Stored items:
------------------------------------------------------------

use std::fs;
use std::path::{Path, PathBuf};

use anyhow::Context;
use chrono::{DateTime, Utc};
use serde::{Deserialize, Serialize};
use trawler_core::{ItemOutcome, RecoveryOutcome, RunReport};
use trawler_engine::AtomicFileWriter;

pub const LEDGER_FILE_NAME: &str = ".trawler_ledger.ron";

#[derive(Debug, Clone, PartialEq, Eq, Serialize, Deserialize)]
pub enum LedgerOutcome {
    Completed {
        recoveries: u32,
    },
    AlreadyPresent,
    TriggerFailed {
        reason: String,
    },
    Failed {
        recoveries: u32,
        last_recovery: Option<String>,
    },
}

#[derive(Debug, Clone, PartialEq, Eq, Serialize, Deserialize)]
pub struct LedgerEntry {
    pub identity: String,
    pub outcome: LedgerOutcome,
}

#[derive(Debug, Clone, Default, PartialEq, Eq, Serialize, Deserialize)]
pub struct LedgerCounters {
    pub steps: u64,
    pub accepted: usize,
    pub filtered: usize,
    pub duplicates: usize,
    pub unreadable: usize,
    pub completed: usize,
    pub already_present: usize,
    pub trigger_failed: usize,
    pub failed: usize,
}

/// Record of one run, written next to the downloads.
#[derive(Debug, Clone, PartialEq, Eq, Serialize, Deserialize)]
pub struct Ledger {
    /// RFC 3339, UTC.
    pub finished_at: String,
    pub list_url: String,
    /// Why the run stopped early, if it did.
    pub error: Option<String>,
    pub accepted: Vec<String>,
    pub outcomes: Vec<LedgerEntry>,
    pub counters: LedgerCounters,
}

impl Ledger {
    pub fn from_report(
        report: &RunReport,
        list_url: &str,
        error: Option<String>,
        finished_at: DateTime<Utc>,
    ) -> Self {
        let stats = &report.stats;
        Self {
            finished_at: finished_at.to_rfc3339(),
            list_url: list_url.to_string(),
            error,
            accepted: report.accepted.iter().map(|id| id.to_string()).collect(),
            outcomes: report
                .records
                .iter()
                .map(|record| LedgerEntry {
                    identity: record.identity.to_string(),
                    outcome: record.outcome.clone().into(),
                })
                .collect(),
            counters: LedgerCounters {
                steps: stats.steps,
                accepted: report.accepted.len(),
                filtered: stats.filtered,
                duplicates: stats.duplicates,
                unreadable: stats.unreadable,
                completed: stats.completed,
                already_present: stats.already_present,
                trigger_failed: stats.trigger_failed,
                failed: stats.failed,
            },
        }
    }
}

impl From<ItemOutcome> for LedgerOutcome {
    fn from(outcome: ItemOutcome) -> Self {
        match outcome {
            ItemOutcome::Completed { recoveries } => LedgerOutcome::Completed { recoveries },
            ItemOutcome::AlreadyPresent => LedgerOutcome::AlreadyPresent,
            ItemOutcome::TriggerFailed { reason } => LedgerOutcome::TriggerFailed { reason },
            ItemOutcome::Failed {
                recoveries,
                last_recovery,
            } => LedgerOutcome::Failed {
                recoveries,
                last_recovery: last_recovery.map(|last: RecoveryOutcome| last.to_string()),
            },
        }
    }
}

pub fn save_ledger(dir: &Path, ledger: &Ledger) -> anyhow::Result<PathBuf> {
    let pretty = ron::ser::PrettyConfig::new();
    let content = ron::ser::to_string_pretty(ledger, pretty).context("serializing run ledger")?;
    let path = AtomicFileWriter::new(dir)
        .write(LEDGER_FILE_NAME, &content)
        .with_context(|| format!("writing run ledger to {}", dir.display()))?;
    Ok(path)
}

/// The ledger of the previous run, if one was written.
pub fn load_ledger(dir: &Path) -> anyhow::Result<Option<Ledger>> {
    let path = dir.join(LEDGER_FILE_NAME);
    let content = match fs::read_to_string(&path) {
        Ok(text) => text,
        Err(err) if err.kind() == std::io::ErrorKind::NotFound => return Ok(None),
        Err(err) => {
            return Err(err).with_context(|| format!("reading run ledger {}", path.display()))
        }
    };
    let ledger = ron::from_str(&content)
        .with_context(|| format!("parsing run ledger {}", path.display()))?;
    Ok(Some(ledger))
}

------------------------------------------------------------

What is needed: Each line in the data that holds the word "outcomes" must be copied.

Result of the task:
    pub outcomes: Vec<LedgerEntry>,
            outcomes: report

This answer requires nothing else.